Ш. На одном из малораспространенных в наше время и в этой части земли. Вы закончили, я могу идти?

К. Подождите, пожалуйста. Извините, если вопрос был некстати. Можно еще немного про ваши книги?

Ш. Пожалуйста.

К. Сколько времени занимает у вас сама литературная работа? Мне всегда было интересно – я первый раз вижу настоящего писателя – как это бывает? Вы просыпаетесь утром, садитесь за стол, открываете пишущую машинку – и?

Ш. Ну, во-первых, машинки у меня нет. И вообще это устроено не совсем так: обычно я вечером прикидываю, в какую сторону я попрошу завтра двинуться моих героев. Потом ложусь спать, а за ночь голова что-то такое уже сочиняет свое, что надо только записать. Это примерно как сбор березового сока – особый надрез, к нему подставлена бутыль, в которую за сутки накапает граммов пятьсот. Вероятно, у более плодоносных экземпляров может быть и побольше. Кроме того, примерно с середины книги появляется один странноватый, но действующий эффект: я как будто читаю чужой роман, мне он нравится, и мне интересно, что будет дальше. Переворачиваешь страницу – а там пустота. Значит, я должен его дописать. Сажусь – и за работу.

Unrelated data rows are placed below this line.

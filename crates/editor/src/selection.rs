use folio_markup::{Fragment, TextRange};

use crate::config::EditorConfig;
use crate::field::FieldId;
use crate::geometry::{Point, Rect, Viewport};

/// A selection reported by the host: which field, which text, and where it
/// sits on screen.
#[derive(Debug, Clone, Copy, PartialEq)]
pub struct HostSelection {
    pub field: FieldId,
    pub range: TextRange,
    pub bounds: Rect,
}

/// Snapshot of the last non-empty selection, kept after focus moves to the
/// toolbar so commands can still find their target.
#[derive(Debug, Clone, PartialEq, Eq)]
pub struct SavedRange {
    pub field: FieldId,
    pub range: TextRange,
    pub text: String,
}

impl SavedRange {
    /// Maps the saved range onto `fragment` as it is now. When the offsets no
    /// longer cover the same text, the occurrence nearest the old start wins.
    pub fn resolve(&self, fragment: &Fragment) -> Option<TextRange> {
        let range = self.range.ordered();
        if !self.text.is_empty() && fragment.text_in(range) == self.text {
            return Some(range);
        }
        let found = fragment.find_text(&self.text, range.start);
        if found.is_none() {
            tracing::debug!(field = %self.field, "saved selection no longer matches the field");
        }
        found
    }
}

#[derive(Debug, Clone, Copy, PartialEq)]
pub enum TrackerUpdate {
    Show(Point),
    Hide,
}

#[derive(Debug, Default)]
pub struct SelectionTracker {
    saved: Option<SavedRange>,
    bounds: Option<Rect>,
}

impl SelectionTracker {
    pub fn new() -> Self {
        Self::default()
    }

    pub fn saved(&self) -> Option<&SavedRange> {
        self.saved.as_ref()
    }

    pub fn last_bounds(&self) -> Option<Rect> {
        self.bounds
    }

    /// Handles a document selection change. Empty or collapsed selections
    /// hide the toolbar but keep the saved range.
    pub fn on_selection_change(
        &mut self,
        selection: Option<(&HostSelection, &Fragment)>,
        edit_mode: bool,
        viewport: Viewport,
        config: &EditorConfig,
    ) -> TrackerUpdate {
        let Some((selection, fragment)) = selection else {
            return TrackerUpdate::Hide;
        };
        if !edit_mode || selection.range.is_collapsed() {
            return TrackerUpdate::Hide;
        }
        let range = selection.range.ordered();
        let text = fragment.text_in(range);
        if text.trim().is_empty() {
            return TrackerUpdate::Hide;
        }

        self.save(selection.field, range, text, selection.bounds);
        TrackerUpdate::Show(toolbar_position(selection.bounds, viewport, config))
    }

    /// Replaces the saved range after a command moved the selection.
    pub fn save(&mut self, field: FieldId, range: TextRange, text: String, bounds: Rect) {
        self.saved = Some(SavedRange { field, range, text });
        self.bounds = Some(bounds);
    }

    pub fn forget_field(&mut self, field: FieldId) {
        if self.saved.as_ref().is_some_and(|saved| saved.field == field) {
            self.saved = None;
            self.bounds = None;
        }
    }

    pub fn clear(&mut self) {
        self.saved = None;
        self.bounds = None;
    }
}

/// Places the toolbar centred above `bounds`, clamped inside the viewport.
/// Falls back to below the selection when there is no room above, and to the
/// top margin when there is no room below either.
pub fn toolbar_position(bounds: Rect, viewport: Viewport, config: &EditorConfig) -> Point {
    let margin = config.viewport_margin_px;
    let width = config.toolbar_width_px;
    let height = config.toolbar_height_px;

    let max_left = (viewport.width - width - margin).max(margin);
    let left = (bounds.center_x() - width / 2.0).clamp(margin, max_left);

    let mut top = bounds.top - config.toolbar_offset_px;
    if top < margin {
        top = bounds.bottom() + margin;
        if top + height > viewport.height - margin {
            top = margin;
        }
    }

    Point {
        left: left.max(0.0),
        top: top.max(0.0),
    }
}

К. А важно, кстати, что вы при этом сами читаете? То есть манера писателя, книга которого лежит у вас на прикроватной тумбочке, влияет на вашу собственную?

Ш. Нет, скорее нет. Вероятно, существуют писатели, у которых недопереваренные мозгом чужие тексты выходят крупными кусками, но применительно к собственной персоне я от такого рода опасений избавлен. То есть, если продолжать эту малоаппетитную аналогию, всегда лучше питаться хорошо, в том числе и в литературном смысле. В частности – поменьше современной литературы, побольше Локка.

К. Джона?

Ш. Ну хотя бы Уильяма.

К. А все-таки – не можете же вы существовать в совершенно автономном мире? Кто-то из прошлых гениев был для вас важен?

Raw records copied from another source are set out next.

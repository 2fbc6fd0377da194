mod cli;
mod logging;
mod script;

use anyhow::Context as _;
use clap::Parser;
use folio_editor::EditorConfig;

use crate::cli::CliArgs;
use crate::script::Script;

fn main() -> anyhow::Result<()> {
    logging::init();
    let args = CliArgs::parse();

    let config = EditorConfig::load_or_default(args.config.as_deref());
    let script = match &args.script {
        Some(path) => Script::load(path)?,
        None => Script::demo()?,
    };

    let report = script.run(config)?;
    let json = serde_json::to_string_pretty(&report).context("failed to encode report")?;
    println!("{json}");
    Ok(())
}
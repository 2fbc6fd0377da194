use tracing_subscriber::{EnvFilter, fmt, layer::SubscriberExt, util::SubscriberInitExt};

/// Console logging filtered by `RUST_LOG`, `warn` when unset. Output goes to
/// stderr so the JSON report on stdout stays clean.
pub fn init() {
    let filter = EnvFilter::try_from_default_env().unwrap_or_else(|_| EnvFilter::new("warn"));

    tracing_subscriber::registry()
        .with(
            fmt::layer()
                .with_writer(std::io::stderr)
                .with_target(true)
                .with_line_number(true),
        )
        .with(filter)
        .init();
}
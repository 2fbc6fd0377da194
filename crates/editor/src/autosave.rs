use std::time::Duration;

use serde::Serialize;

use crate::backend::SaveContent;
use crate::config::EditorConfig;
use crate::error::SaveError;
use crate::store::ContentStore;
use crate::time::{Deadline, Timestamp};

#[derive(Debug, Clone, Copy, PartialEq, Eq, Serialize)]
#[serde(tag = "notice", content = "count", rename_all = "snake_case")]
pub enum AutosaveNotice {
    /// Background saves have failed this many times in a row.
    RepeatedFailures(u32),
}

/// Debounced background saving. Each edit pushes the deadline out; only the
/// quiet period after the last edit produces a save.
#[derive(Debug)]
pub struct AutosaveScheduler {
    delay: Duration,
    deadline: Deadline,
    consecutive_failures: u32,
    notice_threshold: u32,
    notice: Option<AutosaveNotice>,
}

impl AutosaveScheduler {
    pub fn new(config: &EditorConfig) -> Self {
        Self {
            delay: config.autosave_delay(),
            deadline: Deadline::default(),
            consecutive_failures: 0,
            notice_threshold: config.failure_notice_threshold.max(1),
            notice: None,
        }
    }

    pub fn schedule(&mut self, now: Timestamp) {
        self.deadline.arm(now, self.delay);
        tracing::trace!(at = ?self.deadline.at(), "autosave scheduled");
    }

    pub fn cancel(&mut self) {
        self.deadline.cancel();
    }

    pub fn pending_until(&self) -> Option<Timestamp> {
        self.deadline.at()
    }

    pub fn consecutive_failures(&self) -> u32 {
        self.consecutive_failures
    }

    pub fn notice(&self) -> Option<AutosaveNotice> {
        self.notice
    }

    pub fn dismiss_notice(&mut self) {
        self.notice = None;
    }

    /// Runs the debounced save if it is due and there is something to save.
    /// Failures are logged and counted, not returned to the user.
    pub fn poll(
        &mut self,
        now: Timestamp,
        store: &mut ContentStore,
        saver: &mut impl SaveContent,
    ) -> Option<Result<(), SaveError>> {
        if !self.deadline.fire(now) {
            return None;
        }
        if !store.has_unsaved_changes() {
            return None;
        }

        let result = run_save(now, store, saver);
        match &result {
            Ok(()) => {
                tracing::debug!("autosave complete");
                self.consecutive_failures = 0;
                self.notice = None;
            }
            Err(SaveError::Unauthenticated) => {
                tracing::info!("autosave skipped: not logged in");
            }
            Err(err) => {
                self.consecutive_failures += 1;
                tracing::warn!(%err, failures = self.consecutive_failures, "autosave failed");
                if self.consecutive_failures >= self.notice_threshold {
                    self.notice = Some(AutosaveNotice::RepeatedFailures(self.consecutive_failures));
                }
            }
        }
        Some(result)
    }

    /// Explicit save: cancels the debounce and reports the result.
    pub fn save_now(
        &mut self,
        now: Timestamp,
        store: &mut ContentStore,
        saver: &mut impl SaveContent,
    ) -> Result<(), SaveError> {
        self.deadline.cancel();
        let result = run_save(now, store, saver);
        match &result {
            Ok(()) => {
                self.consecutive_failures = 0;
                self.notice = None;
            }
            Err(err) => tracing::warn!(%err, "save failed"),
        }
        result
    }
}

fn run_save(
    now: Timestamp,
    store: &mut ContentStore,
    saver: &mut impl SaveContent,
) -> Result<(), SaveError> {
    let snapshot = store.snapshot();
    store.set_is_saving(true);
    let result = saver.save(&snapshot);
    store.set_is_saving(false);

    match &result {
        Ok(()) => {
            store.set_last_saved(now);
            store.mark_unsaved_changes(false);
            store.set_login_required(false);
        }
        Err(SaveError::Unauthenticated) => store.set_login_required(true),
        Err(SaveError::Backend(_)) => {}
    }
    result
}
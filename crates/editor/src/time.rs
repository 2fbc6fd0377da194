use std::ops::Add;
use std::time::Duration;

use serde::{Deserialize, Serialize};

/// Milliseconds on the host's event-loop clock.
#[derive(
    Debug, Clone, Copy, PartialEq, Eq, PartialOrd, Ord, Hash, Default, Serialize, Deserialize,
)]
#[serde(transparent)]
pub struct Timestamp(u64);

impl Timestamp {
    pub const ZERO: Timestamp = Timestamp(0);

    pub fn from_millis(ms: u64) -> Self {
        Self(ms)
    }

    pub fn as_millis(self) -> u64 {
        self.0
    }
}

impl Add<Duration> for Timestamp {
    type Output = Timestamp;

    fn add(self, rhs: Duration) -> Timestamp {
        let ms = u64::try_from(rhs.as_millis()).unwrap_or(u64::MAX);
        Timestamp(self.0.saturating_add(ms))
    }
}

/// A single outstanding timer. Re-arming replaces the previous deadline, so
/// there is never more than one pending fire per owner.
#[derive(Debug, Clone, Copy, Default, PartialEq, Eq)]
pub struct Deadline {
    at: Option<Timestamp>,
}

impl Deadline {
    pub fn arm(&mut self, now: Timestamp, delay: Duration) {
        self.at = Some(now + delay);
    }

    pub fn cancel(&mut self) {
        self.at = None;
    }

    pub fn at(&self) -> Option<Timestamp> {
        self.at
    }

    pub fn is_armed(&self) -> bool {
        self.at.is_some()
    }

    /// Disarms and returns true once `now` has reached the deadline.
    pub fn fire(&mut self, now: Timestamp) -> bool {
        match self.at {
            Some(at) if at <= now => {
                self.at = None;
                true
            }
            _ => false,
        }
    }
}
pub mod states;
pub mod params;
pub mod engine;
pub mod forces;
pub mod initializer;
pub mod integrator;
pub mod scenario;
pub mod diagnostics;
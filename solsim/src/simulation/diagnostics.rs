//! Orbital invariants used to watch integrator drift
//!
//! For a body under a single fixed central mass the specific energy and
//! the specific angular momentum are conserved; symplectic Euler keeps
//! their error bounded rather than exact.

use super::states::{CentralBody, OrbitingBody, System};

/// Distance from the central body
pub fn orbital_radius(b: &OrbitingBody, central: &CentralBody) -> f64 {
    (b.x - central.x).norm()
}

/// `v^2 / 2 - G M / r`, per unit mass
#[allow(non_snake_case)]
pub fn specific_energy(b: &OrbitingBody, central: &CentralBody, G: f64) -> f64 {
    0.5 * b.v.norm_squared() - G * central.m / orbital_radius(b, central)
}

/// z component of `r x v`, per unit mass
pub fn specific_angular_momentum(b: &OrbitingBody, central: &CentralBody) -> f64 {
    let r = b.x - central.x;
    r.x * b.v.y - r.y * b.v.x
}

/// Relative change of each invariant for one body
#[derive(Debug, Clone, PartialEq)]
pub struct BodyDrift {
    pub name: String,
    pub radius: f64,
    pub energy: f64,
    pub angular_momentum: f64,
}

/// Drift of every body between two snapshots of the same system
#[derive(Debug, Clone, PartialEq)]
pub struct DriftReport {
    pub t: f64,
    pub bodies: Vec<BodyDrift>,
    pub singular: Vec<String>, // bodies on the central body, energy undefined
}

impl DriftReport {
    /// Compare `current` against `initial`, matching bodies by name.
    /// Bodies missing from `initial` are skipped. Bodies sitting on the
    /// central body in either snapshot go to `singular` instead of `bodies`.
    #[allow(non_snake_case)]
    pub fn between(initial: &System, current: &System, G: f64) -> Self {
        let mut singular = Vec::new();
        let bodies = current
            .bodies
            .iter()
            .filter_map(|b| {
                let b0 = initial.body(&b.name)?;
                if orbital_radius(b0, &initial.central) == 0.0 || orbital_radius(b, &current.central) == 0.0 {
                    singular.push(b.name.clone());
                    return None;
                }
                Some(BodyDrift {
                    name: b.name.clone(),
                    radius: relative(
                        orbital_radius(b0, &initial.central),
                        orbital_radius(b, &current.central),
                    ),
                    energy: relative(
                        specific_energy(b0, &initial.central, G),
                        specific_energy(b, &current.central, G),
                    ),
                    angular_momentum: relative(
                        specific_angular_momentum(b0, &initial.central),
                        specific_angular_momentum(b, &current.central),
                    ),
                })
            })
            .collect();

        Self {
            t: current.t,
            bodies,
            singular,
        }
    }

    /// Largest relative energy drift over all bodies
    pub fn max_energy(&self) -> f64 {
        self.bodies.iter().map(|d| d.energy).fold(0.0, f64::max)
    }

    /// Largest relative radius drift over all bodies
    pub fn max_radius(&self) -> f64 {
        self.bodies.iter().map(|d| d.radius).fold(0.0, f64::max)
    }
}

fn relative(reference: f64, value: f64) -> f64 {
    if reference == 0.0 {
        return (value - reference).abs();
    }
    ((value - reference) / reference).abs()
}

Ш. Знаете – есть писатели типа пчелки и есть типа буренки. Первые существенно зависят от круга чтения, литературной школы, извивов собственной биографии и даже, прости Господи, мнения критиков – так пчелиный мед различается в зависимости от цветка-медоноса: липовый не спутать с гречишным. А мы, коровки, устроены иначе: даже самый тонкий дегустатор не скажет, питалась авторша молока клевером, сеном или комбикормом. Если, конечно, она не закусила каким-нибудь кустиком, от которого молоко горчит. Так и я: никаких телевизоров, никаких газет, никаких современных писателей, – горчат.

К. Ну хорошо. А что касается прототипов ваших героев: как они относятся к тому, что вы их описываете в романе?

Ш. Кто например?

К. Скажем, Никодим из «Незадачливого почтаря».

Ш. Ну, поскольку прототипом этого воображаемого персонажа послужила другая личность, тоже созданная мною, то, кажется, им удалось договориться между собой, чтобы не таить взаимной обиды, но если что – я справлюсь с тем, чтобы развести их по разным углам. Но вообще я стараюсь избегать прямых изображений реально существовавших лиц – я не маляр и не конкурент фотографу, а желание иных наших современников проехаться в вечность дилижансом моей прозы, да еще не заплатить при этом за билет, представляется мне наивным и не слишком милым. То избранное население, что порождено моим сознанием, намного симпатичнее земнородных, которые окружают нас. Может быть, за редким исключением.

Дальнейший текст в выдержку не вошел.